Registration of a joint venture regulated by the law "On state registration of legal entities" and the law "On foreign investments". The legislation clearly defines the forms for making foreign investments.
For countries that have signed an agreement on mutual legal assistance with Russia (Belarus, Ukraine, Lithuania, Latvia, Czech Republic, Yugoslavia, Bulgaria, etc.), both notarized copies of documents (listed below) with translation into Russian, and all records, are sufficient, executed by notaries or authorized persons. Translation of documents must also be certified by a notary, as evidenced by the corresponding entry in Russian.

For countries that have signed the 1961 Hague Convention, documents for the implementation of such an event as registration of a joint venture are legalized by apostilization in the manner prescribed by the regulations of this foreign state. Russian organizations can be provided with apostilized copies with a notarized translation into Russian (the translation is certified with notes in Russian).

For countries that have not signed the 1961 Hague Convention, documents for passing such a procedure as registering a joint venture are legalized by confirming records of the consular services of the Russian Federation in these states. This consular certification is carried out after the notarization of these documents or their copies is made by the authorized government agencies (Ministry of Foreign Affairs, Ministry of Justice, etc.). For Russian government agencies, translation of the documents provided must be certified either by consular services or by a Russian notary.
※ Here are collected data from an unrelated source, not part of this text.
//! @ai:module:intent Grade submitted answers against the ground truth
//! @ai:module:layer application
//! @ai:module:public_api Evaluator, AnswerMatcher, TemporalChecker, RubricGuide, Normalizer

pub mod matcher;
pub mod normalize;
pub mod rubric_guide;
pub mod temporal;

pub use matcher::{AnswerMatcher, AnswerMatcherTrait, MatchOutcome, MatchRule};
pub use normalize::Normalizer;
pub use rubric_guide::{RubricGuide, ScoreBand};
pub use temporal::{DocumentRecall, TemporalChecker};

use crate::config::{FilterConfig, ScoringConfig};
use crate::dataset::{GroundTruth, Question, QuestionCategory, Submissions};
use crate::metrics::{
    AutoScoredResult, EvaluationResults, HumanReviewItem, NotAnsweredItem, SummaryAggregator,
    SummaryAggregatorTrait, TemporalResult, NOT_ANSWERED,
};
use std::collections::HashSet;

/// Category label used for rubric-graded questions in review lists.
pub const QUALITATIVE_LABEL: &str = "qualitative";

/// Characters of question text kept in auto-scored records.
const QUESTION_PREVIEW_CHARS: usize = 80;

/// @ai:intent Routes every question to auto-scoring, temporal recall, human review or not-answered
pub struct Evaluator {
    matcher: AnswerMatcher,
    temporal: TemporalChecker,
    aggregator: SummaryAggregator,
    config: ScoringConfig,
    filter: FilterConfig,
}

impl Evaluator {
    /// @ai:intent Create an evaluator with the given scoring thresholds
    /// @ai:effects pure
    pub fn new(config: ScoringConfig) -> Self {
        Self {
            matcher: AnswerMatcher::new(config.clone()),
            temporal: TemporalChecker::new(config.temporal_pass_recall),
            aggregator: SummaryAggregator::new(),
            config,
            filter: FilterConfig::default(),
        }
    }

    /// @ai:intent Restrict evaluation to questions accepted by the filter
    /// @ai:effects pure
    pub fn with_filter(mut self, filter: FilterConfig) -> Self {
        self.filter = filter;
        self
    }

    /// @ai:intent Evaluate all submissions and compute the summary
    /// @ai:effects pure
    pub fn evaluate(&self, ground_truth: &GroundTruth, submissions: &Submissions) -> EvaluationResults {
        let mut results = EvaluationResults {
            timestamp: chrono::Utc::now().to_rfc3339(),
            ..Default::default()
        };

        for category in QuestionCategory::EXACT_MATCH_STYLE {
            for question in self.selected(ground_truth, category) {
                self.evaluate_exact(category, question, submissions, &mut results);
            }
        }

        for question in self.selected(ground_truth, QuestionCategory::QualitativeQuestions) {
            results.human_review.push(HumanReviewItem {
                id: question.id.clone(),
                category: QUALITATIVE_LABEL.to_string(),
                question: question.display_text().to_string(),
                rubric_id: question.rubric_id.clone(),
                reference_answer: None,
                submitted: submitted_or_placeholder(submissions, &question.id),
            });
        }

        for question in self.selected(ground_truth, QuestionCategory::NegativeQuestions) {
            self.evaluate_negative(question, submissions, &mut results);
        }

        for question in self.selected(ground_truth, QuestionCategory::TemporalFilterQuestions) {
            self.evaluate_temporal(question, submissions, &mut results);
        }

        let unknown = Self::unknown_submissions(ground_truth, submissions);
        if !unknown.is_empty() {
            tracing::warn!(
                "{} submitted ids are not in the ground truth: {}",
                unknown.len(),
                unknown.join(", ")
            );
        }

        results.summary = self.aggregator.summarize(
            &results.auto_scored,
            &results.temporal,
            &results.human_review,
            &results.not_answered,
        );

        tracing::info!(
            "Evaluated {} submissions: {} auto-scored, {} temporal, {} for review, {} not answered",
            submissions.len(),
            results.auto_scored.len(),
            results.temporal.len(),
            results.human_review.len(),
            results.not_answered.len()
        );

        results
    }

    /// @ai:intent Submitted ids that match no ground-truth question, sorted by id
    /// @ai:effects pure
    pub fn unknown_submissions(ground_truth: &GroundTruth, submissions: &Submissions) -> Vec<String> {
        let known: HashSet<&str> = ground_truth.iter().map(|(_, q)| q.id.as_str()).collect();
        submissions
            .ids()
            .filter(|id| !known.contains(id))
            .map(str::to_string)
            .collect()
    }

    fn selected<'a>(
        &'a self,
        ground_truth: &'a GroundTruth,
        category: QuestionCategory,
    ) -> impl Iterator<Item = &'a Question> + 'a {
        ground_truth
            .questions(category)
            .iter()
            .filter(move |q| self.filter.matches(category.as_str(), &q.id))
    }

    /// @ai:intent Score a short factual answer; long references go to human review
    /// @ai:effects pure
    fn evaluate_exact(
        &self,
        category: QuestionCategory,
        question: &Question,
        submissions: &Submissions,
        results: &mut EvaluationResults,
    ) {
        let expected = question.expected();

        if expected.chars().count() > self.config.auto_score_max_length {
            results.human_review.push(HumanReviewItem {
                id: question.id.clone(),
                category: category.as_str().to_string(),
                question: question.display_text().to_string(),
                rubric_id: None,
                reference_answer: Some(expected.to_string()),
                submitted: submitted_or_placeholder(submissions, &question.id),
            });
            return;
        }

        let Some(submitted) = submissions.answer(&question.id) else {
            results.not_answered.push(not_answered(category, question));
            return;
        };

        let outcome = self
            .matcher
            .check_exact_match(&submitted, expected, &question.answer_variants);

        tracing::debug!(
            "{} scored {} by {}",
            question.id,
            outcome.score,
            outcome.rule.as_str()
        );

        results.auto_scored.push(AutoScoredResult {
            id: question.id.clone(),
            category: category.as_str().to_string(),
            question: question_preview(question),
            expected: expected.to_string(),
            submitted,
            variants: question.answer_variants.clone(),
            score: outcome.score,
            matched_by: outcome.rule,
        });
    }

    /// @ai:intent Award full credit when the answer says the information does not exist
    /// @ai:effects pure
    fn evaluate_negative(
        &self,
        question: &Question,
        submissions: &Submissions,
        results: &mut EvaluationResults,
    ) {
        let category = QuestionCategory::NegativeQuestions;
        let Some(submitted) = submissions.answer(&question.id) else {
            results.not_answered.push(not_answered(category, question));
            return;
        };

        let is_correct = self.matcher.check_negative(&submitted);
        let (score, rule) = if is_correct {
            (matcher::FULL_CREDIT, MatchRule::NotFound)
        } else {
            (matcher::NO_CREDIT, MatchRule::Unmatched)
        };

        results.auto_scored.push(AutoScoredResult {
            id: question.id.clone(),
            category: category.as_str().to_string(),
            question: question_preview(question),
            expected: format!(
                "[Should indicate: {}]",
                question.expected_behavior.as_deref().unwrap_or("")
            ),
            submitted,
            variants: Vec::new(),
            score,
            matched_by: rule,
        });
    }

    /// @ai:intent Measure document-id recall of a temporal filter answer
    /// @ai:effects pure
    fn evaluate_temporal(
        &self,
        question: &Question,
        submissions: &Submissions,
        results: &mut EvaluationResults,
    ) {
        let Some(submitted) = submissions.answer(&question.id) else {
            results
                .not_answered
                .push(not_answered(QuestionCategory::TemporalFilterQuestions, question));
            return;
        };

        let recall = self
            .temporal
            .check(&submitted, &question.expected_document_ids);

        results.temporal.push(TemporalResult {
            id: question.id.clone(),
            question: question_preview(question),
            submitted,
            recall,
        });
    }
}

impl Default for Evaluator {
    fn default() -> Self {
        Self::new(ScoringConfig::default())
    }
}

fn submitted_or_placeholder(submissions: &Submissions, question_id: &str) -> String {
    submissions
        .answer(question_id)
        .unwrap_or_else(|| NOT_ANSWERED.to_string())
}

fn not_answered(category: QuestionCategory, question: &Question) -> NotAnsweredItem {
    NotAnsweredItem {
        id: question.id.clone(),
        category: category.as_str().to_string(),
        question: question.display_text().to_string(),
    }
}

/// @ai:intent First 80 characters of the question text followed by "..."
/// @ai:effects pure
fn question_preview(question: &Question) -> String {
    let preview: String = question
        .display_text()
        .chars()
        .take(QUESTION_PREVIEW_CHARS)
        .collect();
    format!("{}...", preview)
}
Apostille is a stamp of the competent authorities of the state of origin of documents, certifying the authenticity of the signature, the quality in which the person who signed the document acted, and, if appropriate, the authenticity of the seal or stamp that affixes the document provided. The apostille is affixed on the originals of documents by the authorized bodies of the state of origin of these documents (Ministry of Justice, tax authorities, judicial authorities, etc.).

The procedure for registering a joint venture is similar to the registration of an LLC or registration of a joint-stock company with Russian founders, but however, it always has its own peculiarities.

For example, there are special specific requirements for documents submitted by a foreign investor:
- for non-resident individuals, a notarized translation of the passport in Russian is required and you also need to indicate the place of residence of the non-resident, since it is not indicated in the passport (you can indicate registration in the Russian Federation)
- for non-resident legal entities, an extract from the trade register (certificate or certificate) of the state in which the foreign investor is registered, or another document that confirms the legal status of the foreigner is required. All these documents are provided in an apostilled or legalized form with an obligatory notarized translation, respectively, into Russian.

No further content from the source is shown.